As Ida Susser writes in reference to Belmonte's Broken Fountain, "good ethnographies have long lives." This classic of urban anthropology, one of the most acclaimed ethnographies of recent years, offers vivid, literary descriptions of Fontana del Re, an impoverished Neapolitan neighborhood. Belmonte documents the struggles of Neapolitans surrounded by crumbling buildings and economic insecurity. He details family dynamics as well as the working of Naples's informal economy, the day-to-day struggle for economic subsistence, and the intermittent begging and thieving of the young. Taking us from the bustling, vibrant, and gritty streets and alleyways of Naples to the kitchen tables of poor Neapolitan homes, Belmonte resists simplistic depictions of the poor. Instead, he presents subtle, compelling portraits and analyses that capture the emotional, social, and economic lives of his subjects.

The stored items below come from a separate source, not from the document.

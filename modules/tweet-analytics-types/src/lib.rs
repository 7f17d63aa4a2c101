//! Shared types for the tweet analytics service and its HTTP clients.

use serde::{Deserialize, Serialize};
use std::fmt;
use std::str::FromStr;

/// Number of rows (months) in a heatmap grid.
pub const HEATMAP_MONTHS: usize = 12;
/// Number of columns (days of month) in a heatmap grid.
pub const HEATMAP_DAYS: usize = 31;

/// Smallest and largest accepted `page_size`.
pub const MIN_PAGE_SIZE: i64 = 1;
pub const MAX_PAGE_SIZE: i64 = 100;
pub const DEFAULT_PAGE_SIZE: i64 = 10;

// =====================================================
// Parse Errors
// =====================================================

/// A name that is not part of one of the closed vocabularies below
/// (content type, column, time interval, level).
#[derive(Debug, Clone, PartialEq, Eq)]
pub struct UnknownName {
    pub kind: &'static str,
    pub name: String,
}

impl UnknownName {
    fn new(kind: &'static str, name: &str) -> Self {
        Self {
            kind,
            name: name.to_string(),
        }
    }
}

impl fmt::Display for UnknownName {
    fn fmt(&self, f: &mut fmt::Formatter<'_>) -> fmt::Result {
        write!(f, "unknown {} '{}'", self.kind, self.name)
    }
}

impl std::error::Error for UnknownName {}

// =====================================================
// Domain Types
// =====================================================

/// Categorical severity shared by `threat_level` and `hateful`.
/// An absent value is modelled as `Option::None`.
#[derive(Debug, Clone, Copy, PartialEq, Eq, PartialOrd, Ord, Hash, Serialize, Deserialize)]
pub enum Level {
    Low,
    Medium,
    High,
}

impl Level {
    pub const ALL: [Level; 3] = [Level::Low, Level::Medium, Level::High];

    pub fn as_str(self) -> &'static str {
        match self {
            Level::Low => "Low",
            Level::Medium => "Medium",
            Level::High => "High",
        }
    }
}

impl fmt::Display for Level {
    fn fmt(&self, f: &mut fmt::Formatter<'_>) -> fmt::Result {
        f.write_str(self.as_str())
    }
}

impl FromStr for Level {
    type Err = UnknownName;

    fn from_str(s: &str) -> Result<Self, Self::Err> {
        match s.trim().to_ascii_lowercase().as_str() {
            "low" => Ok(Level::Low),
            "medium" => Ok(Level::Medium),
            "high" => Ok(Level::High),
            _ => Err(UnknownName::new("level", s)),
        }
    }
}

/// One row of the `tweets` table.
#[derive(Debug, Clone, Default, PartialEq, Serialize, Deserialize)]
pub struct Tweet {
    pub id: i64,
    pub author: Option<String>,
    pub author_created_utc: Option<String>,
    pub clean_text: Option<String>,
    pub created_at: Option<String>,
    pub datetime: Option<String>,
    pub day: Option<i64>,
    pub follower_count: Option<i64>,
    pub full_text: Option<String>,
    pub hateful: Option<Level>,
    pub lang: Option<String>,
    pub len_filter: Option<bool>,
    pub minute: Option<i64>,
    pub month: Option<i64>,
    pub reply_count: Option<i64>,
    pub retweet_count: Option<i64>,
    pub retweeted: Option<bool>,
    pub second: Option<i64>,
    pub text: Option<String>,
    pub threat_level: Option<Level>,
    pub year: Option<i64>,
    pub year_month: Option<String>,
    pub year_month_day: Option<String>,
    pub zip: Option<i64>,
}

// =====================================================
// Content Classification Labels
// =====================================================

/// Requested content category, mapped by the service to a predicate over
/// `threat_level` and `hateful`.
#[derive(Debug, Clone, Copy, PartialEq, Eq, Hash, Serialize, Deserialize)]
#[serde(rename_all = "snake_case")]
pub enum ContentType {
    Threatening,
    NonThreatening,
    Hateful,
    Neutral,
}

impl ContentType {
    pub const ALL: [ContentType; 4] = [
        ContentType::Threatening,
        ContentType::NonThreatening,
        ContentType::Hateful,
        ContentType::Neutral,
    ];

    pub fn as_str(self) -> &'static str {
        match self {
            ContentType::Threatening => "threatening",
            ContentType::NonThreatening => "non_threatening",
            ContentType::Hateful => "hateful",
            ContentType::Neutral => "neutral",
        }
    }

    /// Parse an optional filter label. Missing, empty and `all` mean
    /// "no content filter".
    pub fn parse_filter(label: Option<&str>) -> Result<Option<Self>, UnknownName> {
        match label.map(str::trim) {
            None | Some("") | Some("all") => Ok(None),
            Some(other) => other.parse().map(Some),
        }
    }
}

impl FromStr for ContentType {
    type Err = UnknownName;

    fn from_str(s: &str) -> Result<Self, Self::Err> {
        match s {
            "threatening" => Ok(ContentType::Threatening),
            "non_threatening" | "non-threatening" => Ok(ContentType::NonThreatening),
            "hateful" => Ok(ContentType::Hateful),
            "neutral" => Ok(ContentType::Neutral),
            _ => Err(UnknownName::new("content_type", s)),
        }
    }
}

// =====================================================
// Column Allow-List
// =====================================================

/// Every column of the `tweets` table that may be named by a caller
/// (`metric`, `category`). Names outside this list are rejected.
#[derive(Debug, Clone, Copy, PartialEq, Eq, Hash)]
pub enum TweetColumn {
    Id,
    Author,
    AuthorCreatedUtc,
    CleanText,
    CreatedAt,
    Datetime,
    Day,
    FollowerCount,
    FullText,
    Hateful,
    Lang,
    LenFilter,
    Minute,
    Month,
    ReplyCount,
    RetweetCount,
    Retweeted,
    Second,
    Text,
    ThreatLevel,
    Year,
    YearMonth,
    YearMonthDay,
    Zip,
}

impl TweetColumn {
    pub const ALL: [TweetColumn; 24] = [
        TweetColumn::Id,
        TweetColumn::Author,
        TweetColumn::AuthorCreatedUtc,
        TweetColumn::CleanText,
        TweetColumn::CreatedAt,
        TweetColumn::Datetime,
        TweetColumn::Day,
        TweetColumn::FollowerCount,
        TweetColumn::FullText,
        TweetColumn::Hateful,
        TweetColumn::Lang,
        TweetColumn::LenFilter,
        TweetColumn::Minute,
        TweetColumn::Month,
        TweetColumn::ReplyCount,
        TweetColumn::RetweetCount,
        TweetColumn::Retweeted,
        TweetColumn::Second,
        TweetColumn::Text,
        TweetColumn::ThreatLevel,
        TweetColumn::Year,
        TweetColumn::YearMonth,
        TweetColumn::YearMonthDay,
        TweetColumn::Zip,
    ];

    /// Column name, identical in the table, the CSV header and the API.
    pub fn as_str(self) -> &'static str {
        match self {
            TweetColumn::Id => "id",
            TweetColumn::Author => "author",
            TweetColumn::AuthorCreatedUtc => "author_created_utc",
            TweetColumn::CleanText => "clean_text",
            TweetColumn::CreatedAt => "created_at",
            TweetColumn::Datetime => "datetime",
            TweetColumn::Day => "day",
            TweetColumn::FollowerCount => "follower_count",
            TweetColumn::FullText => "full_text",
            TweetColumn::Hateful => "hateful",
            TweetColumn::Lang => "lang",
            TweetColumn::LenFilter => "len_filter",
            TweetColumn::Minute => "minute",
            TweetColumn::Month => "month",
            TweetColumn::ReplyCount => "reply_count",
            TweetColumn::RetweetCount => "retweet_count",
            TweetColumn::Retweeted => "retweeted",
            TweetColumn::Second => "second",
            TweetColumn::Text => "text",
            TweetColumn::ThreatLevel => "threat_level",
            TweetColumn::Year => "year",
            TweetColumn::YearMonth => "year_month",
            TweetColumn::YearMonthDay => "year_month_day",
            TweetColumn::Zip => "zip",
        }
    }

    /// Whether the schema carries an index on this column. Free text and
    /// the author signup timestamp are not indexed.
    pub fn is_indexed(self) -> bool {
        !matches!(
            self,
            TweetColumn::FullText
                | TweetColumn::Text
                | TweetColumn::CleanText
                | TweetColumn::AuthorCreatedUtc
        )
    }
}

impl fmt::Display for TweetColumn {
    fn fmt(&self, f: &mut fmt::Formatter<'_>) -> fmt::Result {
        f.write_str(self.as_str())
    }
}

impl FromStr for TweetColumn {
    type Err = UnknownName;

    fn from_str(s: &str) -> Result<Self, Self::Err> {
        TweetColumn::ALL
            .iter()
            .copied()
            .find(|c| c.as_str() == s)
            .ok_or_else(|| UnknownName::new("column", s))
    }
}

// =====================================================
// Time Buckets
// =====================================================

/// Granularity a timestamp is truncated to before grouping.
#[derive(Debug, Clone, Copy, PartialEq, Eq, Hash, Serialize, Deserialize)]
#[serde(rename_all = "snake_case")]
pub enum TimeInterval {
    Minute,
    Hour,
    Day,
    Week,
    Month,
    Year,
}

impl TimeInterval {
    pub fn as_str(self) -> &'static str {
        match self {
            TimeInterval::Minute => "minute",
            TimeInterval::Hour => "hour",
            TimeInterval::Day => "day",
            TimeInterval::Week => "week",
            TimeInterval::Month => "month",
            TimeInterval::Year => "year",
        }
    }
}

impl FromStr for TimeInterval {
    type Err = UnknownName;

    fn from_str(s: &str) -> Result<Self, Self::Err> {
        match s {
            "minute" => Ok(TimeInterval::Minute),
            "hour" => Ok(TimeInterval::Hour),
            "day" => Ok(TimeInterval::Day),
            "week" => Ok(TimeInterval::Week),
            "month" => Ok(TimeInterval::Month),
            "year" => Ok(TimeInterval::Year),
            _ => Err(UnknownName::new("time_interval", s)),
        }
    }
}

// =====================================================
// Request / Query Types
// =====================================================

/// Pagination-only query string (`?page=&page_size=`).
#[derive(Debug, Default, Serialize, Deserialize)]
pub struct PageQuery {
    pub page: Option<i64>,
    pub page_size: Option<i64>,
}

/// `GET /analytics/stats`
#[derive(Debug, Default, Serialize, Deserialize)]
pub struct TweetStatsQuery {
    pub start_date: Option<String>,
    pub end_date: Option<String>,
    pub page: Option<i64>,
    pub page_size: Option<i64>,
    pub criteria: Option<String>,
}

/// Body of `POST /data_filtering/`
#[derive(Debug, Default, Serialize, Deserialize)]
#[serde(default)]
pub struct DataFilterRequest {
    pub day: Option<i64>,
    pub month: Option<i64>,
    pub year: Option<i64>,
    pub content_type: Option<String>,
}

/// `GET /visualization/trends`
#[derive(Debug, Default, Serialize, Deserialize)]
pub struct TrendQuery {
    pub metric: String,
    pub time_interval: String,
    pub start_date: Option<String>,
    pub end_date: Option<String>,
    pub page: Option<i64>,
    pub page_size: Option<i64>,
}

/// `GET /visualization/distribution`
#[derive(Debug, Default, Serialize, Deserialize)]
pub struct DistributionQuery {
    pub metric: String,
    pub category: String,
    pub top_n: Option<i64>,
    pub page: Option<i64>,
    pub page_size: Option<i64>,
}

/// `GET /visualization/heatmap`
#[derive(Debug, Default, Serialize, Deserialize)]
pub struct HeatmapQuery {
    pub start_date: String,
    pub end_date: String,
    pub threat_level: Option<String>,
}

// =====================================================
// Response Types
// =====================================================

/// A page of analytics items with the total computed before paging.
#[derive(Debug, Serialize, Deserialize)]
pub struct CountedPage<T> {
    pub total_count: i64,
    pub items: Vec<T>,
}

#[derive(Debug, Clone, PartialEq, Eq, Serialize, Deserialize)]
pub struct AuthorTweetCount {
    pub author: String,
    pub tweet_count: i64,
}

#[derive(Debug, Clone, PartialEq, Eq, Serialize, Deserialize)]
pub struct DailyTweetCount {
    pub date: String,
    pub tweet_count: i64,
}

#[derive(Debug, Serialize, Deserialize)]
pub struct FilteredTweets {
    pub tweets: Vec<Tweet>,
    pub total_tweets: i64,
}

/// Paged visualization data.
#[derive(Debug, Serialize, Deserialize)]
pub struct VisualizationPage<T> {
    pub total_results: i64,
    pub page: i64,
    pub page_size: i64,
    pub data: Vec<T>,
}

#[derive(Debug, Clone, PartialEq, Serialize, Deserialize)]
pub struct TrendPoint {
    pub date: String,
    pub value: serde_json::Value,
    pub count: i64,
}

#[derive(Debug, Clone, PartialEq, Serialize, Deserialize)]
pub struct DistributionBucket {
    pub category: serde_json::Value,
    pub value: i64,
}

/// Month x day grid; `cells[month - 1][day - 1]`.
#[derive(Debug, Clone, Default, PartialEq, Eq, Serialize, Deserialize)]
#[serde(transparent)]
pub struct Heatmap {
    pub cells: [[i64; HEATMAP_DAYS]; HEATMAP_MONTHS],
}

impl Heatmap {
    pub fn total(&self) -> i64 {
        self.cells.iter().flatten().sum()
    }
}

#[derive(Debug, Serialize, Deserialize)]
pub struct ServiceStatus {
    pub running: bool,
    pub uptime_secs: u64,
    pub total_tweets: i64,
}

/// JSON body of every error response.
#[derive(Debug, Serialize, Deserialize)]
pub struct ErrorBody {
    pub error: String,
    #[serde(skip_serializing_if = "Option::is_none")]
    pub field: Option<String>,
    #[serde(skip_serializing_if = "Option::is_none")]
    pub retry_after_secs: Option<u64>,
}

/// Outcome of one CSV import run.
#[derive(Debug, Clone, Copy, Default, PartialEq, Eq, Serialize, Deserialize)]
pub struct ImportSummary {
    pub rows_read: usize,
    pub inserted: usize,
    pub skipped_duplicates: usize,
}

In addition to the continuing relevance of his insights into the effects of poverty, Belmonte's willingness to reflect on his own reactions and emotions while in the field has influenced a generation of scholars. In The Broken Fountain, he poignantly describes the experience of living alone in a strange urban environment and his interactions with the residents of Fontana del Re.

This edition includes a foreword by Ida Susser and an afterword by Pellegrino D'Acierno and Stanislao G. Pugliese.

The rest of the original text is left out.